Why Bitcoin Is the 'Ultimate' Value Play: Stahl

Most investors avoid bitcoin as a highly volatile and speculative asset, with no intrinsic value. But veteran value investor Murray Stahl, whose firm owns $100 million in bitcoin, says the digital currency represents "the ultimate value investment," according to Barron's.

The reason: Stahl says that, unlike bitcoin, global currencies can be debased by printing more money, sparking inflation. "If your money is being debased, what good is buying a bond that yields 2%? Let's say it has very high credit worthiness. You are going to get paid, but inflation is at least 2% and then you've got to pay taxes. It is a guaranteed negative real rate of return," Stahl told Barron's. You can't have inflation with bitcoin because "there will be only 21 million bitcoins ever made," he says, per Barron's.

As of November 26, there were 16.7 million bitcoins in circulation, according to Blockchain Luxembourg SA, meaning that only 4.3 million more have yet to be "mined."

Why Stahl Bet On Bitcoin

Founded in 1994, Stahl's firm, Horizon Kinetics LLC, manages about $5.5 billion, Barron's reports. Per Horizon's website, the firm pursues a "long-term, contrarian, fundamental investment philosophy." Stahl invested $7 million in bitcoin two years ago, Barron's says, a position that now is worth more than $100 million. Stahl says he plans to put more money into investments associated with cryptocurrencies. Horizon's website has a tab on cryptocurrencies in general​, which are a main focus of their research and commentary. However, through its separately-managed accounts and family of mutual funds, Horizon appears to invest primarily in publicly-traded stocks and bonds.

How High Can It Go?

Michael Novogratz, formerly a hedge fund manager at Fortress Investment Group, told CNBC that bitcoin easily could exceed $40,000 by the end of 2018, or more than four times what it's selling for today. The combined value of all 1,327 cryptocurrencies tracked by CoinMarketCap exceeded $310 billion as of November 28. Bitcoin, at $167 billion, topped the list, its price having crossed the $10,000 barrier. The top five on this list are Bitcoin, Ethereum, Bitcoin Cash, Ripple, and Bitcoin Gold. These combine for $256 billion of market cap, as CoinMarketCap calls their values.

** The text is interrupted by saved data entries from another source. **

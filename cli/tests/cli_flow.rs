use std::path::{Path, PathBuf};
use std::process::{Command, Output};

fn bin() -> PathBuf {
    PathBuf::from(env!("CARGO_BIN_EXE_plate"))
}

fn plate(data_dir: &Path, args: &[&str]) -> Output {
    Command::new(bin())
        .arg("--data-dir")
        .arg(data_dir)
        .args(args)
        .env_remove("RUST_LOG")
        .output()
        .expect("run plate")
}

fn stdout_json(output: &Output) -> serde_json::Value {
    serde_json::from_slice(&output.stdout).expect("stdout is JSON")
}

#[test]
fn users_json_with_no_saved_plates_exits_2() {
    let dir = tempfile::tempdir().unwrap();
    let output = plate(dir.path(), &["users", "--json"]);

    assert_eq!(output.status.code(), Some(2));
    assert_eq!(stdout_json(&output), serde_json::json!([]));
}

#[test]
fn users_text_with_no_saved_plates_exits_2() {
    let dir = tempfile::tempdir().unwrap();
    let output = plate(dir.path(), &["users"]);

    assert_eq!(output.status.code(), Some(2));
    let stderr = String::from_utf8_lossy(&output.stderr);
    assert!(stderr.contains("No saved plates"));
}

#[test]
fn save_then_load_keeps_names_with_commas() {
    let dir = tempfile::tempdir().unwrap();
    let food = "Apples, fuji, with skin, raw";

    let saved = plate(dir.path(), &["save", "sam", "-p", "pw", food, "rice"]);
    assert!(saved.status.success());

    let loaded = plate(dir.path(), &["load", "sam", "-p", "pw", "--json"]);
    assert!(loaded.status.success());
    let expected = serde_json::json!({ "username": "sam", "plate": [food, "rice"] });
    assert_eq!(stdout_json(&loaded), expected);

    let users = plate(dir.path(), &["users", "--json"]);
    assert!(users.status.success());
    assert_eq!(stdout_json(&users), serde_json::json!(["sam"]));
}

#[test]
fn load_with_wrong_password_exits_2() {
    let dir = tempfile::tempdir().unwrap();
    let saved = plate(dir.path(), &["save", "sam", "-p", "pw", "apple"]);
    assert!(saved.status.success());

    let loaded = plate(dir.path(), &["load", "sam", "-p", "nope", "--json"]);
    assert_eq!(loaded.status.code(), Some(2));
    assert_eq!(stdout_json(&loaded)["reason"], "wrong_password");
}
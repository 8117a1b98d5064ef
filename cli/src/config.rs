use anyhow::{Context, Result};
use directories::ProjectDirs;
use std::path::PathBuf;

/// Directory holding the USDA Foundation Foods CSV export.
pub const DATASET_DIR_NAME: &str = "foundationfoodcsv";
pub const STORE_FILE_NAME: &str = "user_plates.json";

pub struct Config {
    pub data_dir: PathBuf,
    pub dataset_dir: PathBuf,
    pub store_path: PathBuf,
}

impl Config {
    /// Resolve paths, defaulting the data directory to the platform data dir.
    pub fn load(data_dir: Option<PathBuf>, dataset_dir: Option<PathBuf>) -> Result<Self> {
        let data_dir = match data_dir {
            Some(dir) => dir,
            None => ProjectDirs::from("", "", "plate")
                .context("Could not determine home directory")?
                .data_dir()
                .to_path_buf(),
        };
        std::fs::create_dir_all(&data_dir)
            .with_context(|| format!("Failed to create data directory: {}", data_dir.display()))?;

        Ok(Self::from_data_dir(data_dir, dataset_dir))
    }

    fn from_data_dir(data_dir: PathBuf, dataset_dir: Option<PathBuf>) -> Self {
        let dataset_dir = dataset_dir.unwrap_or_else(|| data_dir.join(DATASET_DIR_NAME));
        let store_path = data_dir.join(STORE_FILE_NAME);
        Config {
            data_dir,
            dataset_dir,
            store_path,
        }
    }
}
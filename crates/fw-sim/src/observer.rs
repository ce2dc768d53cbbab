//! Notification hooks for fleet events.

use fw_core::Tick;
use fw_fleet::{ClusterAlert, StatusChange, TickReport};
use tracing::{debug, info};

/// Callbacks invoked by [`FleetSim`][crate::FleetSim] as state changes.
///
/// All methods have default no-op implementations so implementors only need
/// to override what they care about.  Status changes are reported after the
/// store has applied them, so a hook never sees a half-applied command.
///
/// # Example: alert banner
///
/// ```rust,ignore
/// struct Banner;
///
/// impl FleetObserver for Banner {
///     fn on_alert_raised(&mut self, alert: &ClusterAlert) {
///         println!("{} buses clustered near {}", alert.bus_ids.len(), alert.location);
///     }
/// }
/// ```
pub trait FleetObserver {
    /// Called before telemetry for `tick` is applied.
    fn on_tick_start(&mut self, _tick: Tick) {}

    /// Called after telemetry is applied and detection has run.
    fn on_tick_end(&mut self, _report: &TickReport) {}

    /// Called once per bus whose status changed.
    fn on_status_change(&mut self, _change: StatusChange) {}

    /// Called after a new alert is registered, and after its buses'
    /// `on_status_change` calls.
    fn on_alert_raised(&mut self, _alert: &ClusterAlert) {}

    /// Called with the removed alert, after its buses'
    /// `on_status_change` calls.
    fn on_alert_resolved(&mut self, _alert: &ClusterAlert) {}
}

/// A [`FleetObserver`] that does nothing.
pub struct NoopObserver;

impl FleetObserver for NoopObserver {}

/// Forwards fleet events to `tracing`.
#[derive(Debug, Default, Clone, Copy)]
pub struct TracingObserver;

impl FleetObserver for TracingObserver {
    fn on_tick_end(&mut self, report: &TickReport) {
        debug!(tick = %report.tick, updated = report.updated, held = report.held, "tick complete");
    }

    fn on_status_change(&mut self, change: StatusChange) {
        info!(bus = %change.bus, from = %change.from, to = %change.to, "bus status changed");
    }

    fn on_alert_raised(&mut self, alert: &ClusterAlert) {
        info!(
            alert = %alert.id,
            severity = %alert.severity,
            location = %alert.location,
            buses = alert.bus_ids.len(),
            "cluster alert raised"
        );
    }

    fn on_alert_resolved(&mut self, alert: &ClusterAlert) {
        info!(alert = %alert.id, "cluster alert resolved");
    }
}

Stahl would not share his own projection for how high bitcoin's price can rise, per Barron's, calling his estimate so high as to be considered "preposterous." However, he expects its ultimate value to be at least equal to that of all the government-issued fiat currencies in the world, and probably higher since it is non-inflationary. Barron's estimates that all the world's coins and paper money currently in circulation are worth about $7.6 trillion, meaning that, under Stahl's assumptions, 21 million bitcoins would warrant a value of $361,000 each.

Bitcoin Is No Bubble

Stahl's firm rejects the notion that bitcoin represents a bubble. In particular, Horizon looks at the distribution of the digital currency's ownership and notes that it is held in more than 22 million bitcoin wallet addresses, with 58% of those owning less than 0.001 bitcoin, per Horizon's November bitcoin report. "If we think of bitcoin as a network, it is the number of users that determine utility, and it is utility that determines purchasing power," they write, adding, "Ultimately, if bitcoin is broadly accepted, its purchasing power should increase dramatically."

Rather, Horizon's report asks whether the real bubble is in fiat money, and advises that investors who are concerned about "systemic risk" should hedge with assets "outside the system," such as cryptocurrencies. The rising value of bitcoin relative to traditional fiat currencies, they suggest, indicates declining confidence in the latter rather than a speculative bubble in bitcoin.